Priscilla et son mari avaient déjà connu deux grossesses difficiles et des naissances quand ils ont découvert qu'ils étaient encore enceintes.

"Nous avons eu deux bébés, mais le premier est né prématurément et est décédé après la naissance. La deuxième grossesse était à haut risque et notre fils s'est retrouvé à l'USIN deux mois après sa naissance », dit-elle

FeminineClub.com . La troisième grossesse de Priscilla survient à l'improviste seulement un an après la naissance de leur fils. Elle savait que ce n'était pas le bon moment pour subir une autre grossesse (possiblement risquée). Après en avoir parlé, Priscilla et son mari ont convenu que la meilleure décision pour leur famille était de se faire avorter.

Prendre la décision était difficile, mais naviguer dans la logistique n'était pas beaucoup plus facile. Priscilla et sa famille éprouvaient des difficultés financières qui ont rendu décourageant l'avortement. Après avoir étudié ses options, Priscilla a découvert le Women's Emergency Network, un organisme qui aide les femmes du sud de la Floride - où Priscilla et sa famille vivaient à l'époque - à payer pour les avortements. Le réseau d'urgence des femmes a fini par aider la famille à supporter les coûts de la procédure.

En ce qui concerne la planification de la procédure, Priscilla voulait s'assurer qu'elle n'avait pas à affronter les manifestants anti-avortement qui se réunissaient souvent devant la Planned Parenthood de sa ville.

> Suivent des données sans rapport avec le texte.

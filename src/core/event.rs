//! Immutable log event record and its attribute value type

use super::severity::Severity;
use chrono::{DateTime, Utc};
use serde::{Deserialize, Serialize};
use std::collections::HashMap;
use std::fmt;

/// Value type for the event's extra attributes
#[derive(Debug, Clone, PartialEq, Serialize, Deserialize)]
#[serde(untagged)]
pub enum FieldValue {
    String(String),
    Int(i64),
    Float(f64),
    Bool(bool),
    Null,
}

impl FieldValue {
    /// Convert a `serde_json::Value` into a field value
    ///
    /// Scalars map directly; compound values are rendered to their JSON text
    /// so the attribute map stays flat.
    pub fn from_json(value: &serde_json::Value) -> Self {
        match value {
            serde_json::Value::Null => FieldValue::Null,
            serde_json::Value::Bool(b) => FieldValue::Bool(*b),
            serde_json::Value::Number(n) => {
                if let Some(i) = n.as_i64() {
                    FieldValue::Int(i)
                } else {
                    FieldValue::Float(n.as_f64().unwrap_or(f64::NAN))
                }
            }
            serde_json::Value::String(s) => FieldValue::String(s.clone()),
            compound => FieldValue::String(compound.to_string()),
        }
    }

    pub fn to_json_value(&self) -> serde_json::Value {
        match self {
            FieldValue::String(s) => serde_json::Value::String(s.clone()),
            FieldValue::Int(i) => serde_json::Value::Number((*i).into()),
            FieldValue::Float(f) => serde_json::Number::from_f64(*f)
                .map(serde_json::Value::Number)
                .unwrap_or(serde_json::Value::Null),
            FieldValue::Bool(b) => serde_json::Value::Bool(*b),
            FieldValue::Null => serde_json::Value::Null,
        }
    }
}

impl fmt::Display for FieldValue {
    fn fmt(&self, f: &mut fmt::Formatter<'_>) -> fmt::Result {
        match self {
            FieldValue::String(s) => write!(f, "{}", s),
            FieldValue::Int(i) => write!(f, "{}", i),
            FieldValue::Float(fl) => write!(f, "{}", fl),
            FieldValue::Bool(b) => write!(f, "{}", b),
            FieldValue::Null => write!(f, "null"),
        }
    }
}

impl From<String> for FieldValue {
    fn from(s: String) -> Self {
        FieldValue::String(s)
    }
}

impl From<&str> for FieldValue {
    fn from(s: &str) -> Self {
        FieldValue::String(s.to_string())
    }
}

impl From<i64> for FieldValue {
    fn from(i: i64) -> Self {
        FieldValue::Int(i)
    }
}

impl From<i32> for FieldValue {
    fn from(i: i32) -> Self {
        FieldValue::Int(i as i64)
    }
}

impl From<f64> for FieldValue {
    fn from(f: f64) -> Self {
        FieldValue::Float(f)
    }
}

impl From<bool> for FieldValue {
    fn from(b: bool) -> Self {
        FieldValue::Bool(b)
    }
}

/// One logging call, as seen by every writer and filter in the dispatch pass
///
/// Built exactly once per call by the event builder and never mutated
/// afterwards. The `extra` map is always concrete and string-keyed, whatever
/// container shape the caller supplied.
#[derive(Debug, Clone, Serialize, Deserialize)]
pub struct LogEvent {
    pub timestamp: DateTime<Utc>,
    pub level: Severity,
    pub message: String,
    pub extra: HashMap<String, FieldValue>,
}

#[cfg(test)]
mod tests {
    use super::*;
    use serde_json::json;

    #[test]
    fn test_field_value_from_json_scalars() {
        assert_eq!(FieldValue::from_json(&json!("foo")), FieldValue::String("foo".into()));
        assert_eq!(FieldValue::from_json(&json!(42)), FieldValue::Int(42));
        assert_eq!(FieldValue::from_json(&json!(true)), FieldValue::Bool(true));
        assert_eq!(FieldValue::from_json(&json!(null)), FieldValue::Null);
    }

    #[test]
    fn test_field_value_from_json_compound_is_rendered() {
        let value = FieldValue::from_json(&json!({"a": 1}));
        match value {
            FieldValue::String(s) => assert!(s.contains("\"a\"")),
            other => panic!("expected rendered string, got {:?}", other),
        }
    }

    #[test]
    fn test_field_value_display() {
        assert_eq!(FieldValue::Int(7).to_string(), "7");
        assert_eq!(FieldValue::Null.to_string(), "null");
    }
}
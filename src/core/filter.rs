//! Filter trait for per-writer event acceptance

use super::event::LogEvent;

/// Acceptance predicate attached to a writer's filter chain
///
/// Filters hold their own configuration (a threshold, a pattern) but are
/// stateless with respect to the event itself.
pub trait Filter: Send + Sync {
    fn accept(&self, event: &LogEvent) -> bool;
}

/// Arbitrary message validation capability, consumed by the validator filter
pub trait Validator: Send + Sync {
    fn is_valid(&self, value: &str) -> bool;
}
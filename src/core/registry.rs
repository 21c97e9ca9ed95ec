//! Plugin registries and name resolution
//!
//! Two independent registries exist, one for writers and one for filters.
//! Each maps a case-insensitive short name to a factory, ships with default
//! entries, and can be extended by the hosting application before any
//! resolution occurs. The writer registry is held per logger; the filter
//! registry is a process-wide default shared by every filter chain.

use super::error::{DispatchError, Result};
use super::event_builder::json_type_name;
use super::filter::Filter;
use super::writer::Writer;
use once_cell::sync::Lazy;
use parking_lot::RwLock;
use serde_json::Value;
use std::collections::HashMap;

/// A reference to a plugin: a registered name, an already-built instance, or
/// an arbitrary value from a dynamic boundary (rejected at resolution)
pub enum PluginRef<T: ?Sized> {
    Name(String),
    Instance(Box<T>),
    Other(Value),
}

pub type WriterRef = PluginRef<dyn Writer>;
pub type FilterRef = PluginRef<dyn Filter>;

impl<T: ?Sized> From<&str> for PluginRef<T> {
    fn from(name: &str) -> Self {
        PluginRef::Name(name.to_string())
    }
}

impl<T: ?Sized> From<String> for PluginRef<T> {
    fn from(name: String) -> Self {
        PluginRef::Name(name)
    }
}

impl<T: ?Sized> From<Box<T>> for PluginRef<T> {
    fn from(instance: Box<T>) -> Self {
        PluginRef::Instance(instance)
    }
}

impl<T: ?Sized> From<Value> for PluginRef<T> {
    fn from(value: Value) -> Self {
        match value {
            Value::String(name) => PluginRef::Name(name),
            other => PluginRef::Other(other),
        }
    }
}

impl WriterRef {
    pub fn from_writer<W: Writer + 'static>(writer: W) -> Self {
        PluginRef::Instance(Box::new(writer))
    }
}

impl FilterRef {
    pub fn from_filter<F: Filter + 'static>(filter: F) -> Self {
        PluginRef::Instance(Box::new(filter))
    }
}

type PluginFactory<T> = Box<dyn Fn(&Value) -> Result<Box<T>> + Send + Sync>;

pub struct PluginRegistry<T: ?Sized> {
    kind: &'static str,
    capability: &'static str,
    factories: HashMap<String, PluginFactory<T>>,
}

impl<T: ?Sized> PluginRegistry<T> {
    pub fn new(kind: &'static str, capability: &'static str) -> Self {
        Self {
            kind,
            capability,
            factories: HashMap::new(),
        }
    }

    /// Register a factory under a case-insensitive name, replacing any
    /// previous entry
    pub fn register(
        &mut self,
        name: &str,
        factory: impl Fn(&Value) -> Result<Box<T>> + Send + Sync + 'static,
    ) {
        self.factories
            .insert(name.to_ascii_lowercase(), Box::new(factory));
    }

    pub fn contains(&self, name: &str) -> bool {
        self.factories.contains_key(&name.to_ascii_lowercase())
    }

    /// Construct a fresh instance from a registered factory
    pub fn get(&self, name: &str, options: &Value) -> Result<Box<T>> {
        let factory = self
            .factories
            .get(&name.to_ascii_lowercase())
            .ok_or_else(|| DispatchError::unknown_plugin(self.kind, name))?;
        factory(options)
    }

    /// Resolve a plugin reference into an instance
    ///
    /// Instances pass through unchanged, names go through [`get`](Self::get),
    /// and anything else is a typed rejection naming the required capability.
    pub fn resolve(&self, reference: PluginRef<T>, options: &Value) -> Result<Box<T>> {
        match reference {
            PluginRef::Instance(instance) => Ok(instance),
            PluginRef::Name(name) => self.get(&name, options),
            PluginRef::Other(value) => Err(DispatchError::invalid_argument(format!(
                "{} must implement the {} capability, got {}",
                self.kind,
                self.capability,
                json_type_name(&value)
            ))),
        }
    }
}

pub type WriterRegistry = PluginRegistry<dyn Writer>;
pub type FilterRegistry = PluginRegistry<dyn Filter>;

impl WriterRegistry {
    /// Registry pre-seeded with the built-in writers
    pub fn with_defaults() -> Self {
        let mut registry = PluginRegistry::new("writer", "Writer");
        registry.register("mock", |_options| {
            Ok(Box::new(crate::writers::MockWriter::new()) as Box<dyn Writer>)
        });
        registry.register("null", |_options| {
            Ok(Box::new(crate::writers::NullWriter::new()) as Box<dyn Writer>)
        });
        registry
    }
}

impl FilterRegistry {
    /// Registry pre-seeded with the built-in filters
    pub fn with_defaults() -> Self {
        let mut registry = PluginRegistry::new("filter", "Filter");
        registry.register("mock", |_options| {
            Ok(Box::new(crate::filters::MockFilter::new()) as Box<dyn Filter>)
        });
        registry.register("priority", |options| {
            Ok(Box::new(crate::filters::PriorityFilter::from_options(options)?) as Box<dyn Filter>)
        });
        registry.register("regex", |options| {
            Ok(Box::new(crate::filters::RegexFilter::from_options(options)?) as Box<dyn Filter>)
        });
        registry
    }
}

static FILTER_PLUGINS: Lazy<RwLock<FilterRegistry>> =
    Lazy::new(|| RwLock::new(FilterRegistry::with_defaults()));

/// Process-wide filter registry consulted by every filter chain
pub fn filter_plugins() -> &'static RwLock<FilterRegistry> {
    &FILTER_PLUGINS
}

#[cfg(test)]
mod tests {
    use super::*;
    use serde_json::json;

    #[test]
    fn test_lookup_is_case_insensitive() {
        let registry = WriterRegistry::with_defaults();
        assert!(registry.contains("MOCK"));
        let writer = registry.get("Mock", &Value::Null).unwrap();
        assert_eq!(writer.name(), "mock");
    }

    #[test]
    fn test_unknown_plugin() {
        let registry = WriterRegistry::with_defaults();
        let err = registry.get("syslog", &Value::Null).err().unwrap();
        assert!(matches!(err, DispatchError::UnknownPlugin { .. }));
        assert!(err.to_string().contains("syslog"));
    }

    #[test]
    fn test_instance_passes_through() {
        let registry = WriterRegistry::with_defaults();
        let writer = registry
            .resolve(
                WriterRef::from_writer(crate::writers::NullWriter::new()),
                &Value::Null,
            )
            .unwrap();
        assert_eq!(writer.name(), "null");
    }

    #[test]
    fn test_non_capability_value_is_rejected() {
        let registry = WriterRegistry::with_defaults();
        for value in [json!({}), json!(10)] {
            let err = registry
                .resolve(WriterRef::from(value), &Value::Null)
                .err()
                .unwrap();
            assert!(err.to_string().contains("must implement the Writer capability"));
        }
    }

    #[test]
    fn test_repeated_resolution_yields_fresh_instances() {
        let registry = FilterRegistry::with_defaults();
        let low = registry
            .get("priority", &json!({"priority": "debug"}))
            .unwrap();
        let high = registry
            .get("priority", &json!({"priority": "err"}))
            .unwrap();

        let builder = crate::core::EventBuilder::new();
        let event = builder
            .build(crate::core::Severity::Info, json!("independent"), json!({}))
            .unwrap();
        assert!(low.accept(&event));
        assert!(!high.accept(&event));
    }

    #[test]
    fn test_caller_extension() {
        let mut registry = FilterRegistry::with_defaults();
        registry.register("everything", |_options| {
            Ok(Box::new(crate::filters::MockFilter::new()) as Box<dyn Filter>)
        });
        assert!(registry.contains("everything"));
    }
}
//! Filter accepting events at or above a severity threshold

use crate::core::{DispatchError, Filter, FilterRef, LogEvent, Result, Severity};
use serde_json::Value;

pub struct PriorityFilter {
    threshold: Severity,
}

impl PriorityFilter {
    pub fn new(threshold: Severity) -> Self {
        Self { threshold }
    }

    /// Build from plugin options
    ///
    /// Accepts either a bare threshold or an object with a `priority` key;
    /// the threshold itself may be a numeric level or a severity name.
    pub fn from_options(options: &Value) -> Result<Self> {
        let raw = match options {
            Value::Object(map) => map.get("priority").ok_or_else(|| {
                DispatchError::invalid_argument("priority filter requires a 'priority' option")
            })?,
            other => other,
        };

        let threshold = match raw {
            Value::Number(n) => {
                let n = n
                    .as_u64()
                    .and_then(|n| u8::try_from(n).ok())
                    .ok_or_else(|| {
                        DispatchError::invalid_argument(format!(
                            "unparseable priority threshold {}",
                            n
                        ))
                    })?;
                Severity::try_from(n)?
            }
            Value::String(s) => s.parse::<Severity>().or_else(|_| {
                s.parse::<u8>()
                    .map_err(|_| {
                        DispatchError::invalid_argument(format!(
                            "unparseable priority threshold '{}'",
                            s
                        ))
                    })
                    .and_then(Severity::try_from)
            })?,
            other => {
                return Err(DispatchError::invalid_argument(format!(
                    "priority threshold must be a severity level, got {:?}",
                    other
                )))
            }
        };

        Ok(Self::new(threshold))
    }
}

impl Filter for PriorityFilter {
    fn accept(&self, event: &LogEvent) -> bool {
        event.level.meets(self.threshold)
    }
}

impl From<PriorityFilter> for FilterRef {
    fn from(filter: PriorityFilter) -> Self {
        FilterRef::from_filter(filter)
    }
}
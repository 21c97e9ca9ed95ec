//! Built-in filter implementations

pub mod mock;
pub mod priority;
pub mod regex;
pub mod validator;

pub use self::mock::MockFilter;
pub use self::priority::PriorityFilter;
pub use self::regex::RegexFilter;
pub use self::validator::{DigitsValidator, ValidatorFilter};

// Re-export the traits for convenience
pub use crate::core::{Filter, Validator};
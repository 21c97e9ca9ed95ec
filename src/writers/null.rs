//! Writer that discards every event

use crate::core::{FilterChain, FilterRef, LogEvent, Result, Writer, WriterRef};
use serde_json::Value;

#[derive(Default)]
pub struct NullWriter {
    chain: FilterChain,
}

impl NullWriter {
    pub fn new() -> Self {
        Self::default()
    }
}

impl Writer for NullWriter {
    fn write(&mut self, _event: &LogEvent) -> Result<()> {
        Ok(())
    }

    fn accepts(&self, event: &LogEvent) -> bool {
        self.chain.accept(event)
    }

    fn add_filter(&mut self, filter: FilterRef, options: &Value) -> Result<()> {
        self.chain.add(filter, options)
    }

    fn name(&self) -> &str {
        "null"
    }
}

impl From<NullWriter> for WriterRef {
    fn from(writer: NullWriter) -> Self {
        WriterRef::from_writer(writer)
    }
}
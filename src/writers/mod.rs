//! Built-in writer implementations
//!
//! Production sinks (file, stream, syslog, network) are external
//! collaborators; the crate ships only the writers the dispatch contract
//! itself needs.

pub mod mock;
pub mod null;

pub use mock::MockWriter;
pub use null::NullWriter;

// Re-export the trait for convenience
pub use crate::core::Writer;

Afin d'éviter d'être chahutée ou honteuse pour son choix, elle a conduit à une plus petite clinique trois comtés de suite.

Alors qu'elle pensait d'abord que l'avortement serait aussi traumatisant pour elle, Priscilla dit que cela a fini par être «incroyablement facile» d'un point de vue émotionnel. Elle sait qu'elle a pris la meilleure décision pour elle et sa famille. En fin de compte, elle dit qu'elle n'a «aucun regret» de se faire avorter.

Si l'avortement fait partie de votre histoire, partagez votre expérience avec nous @FeminineClub.com.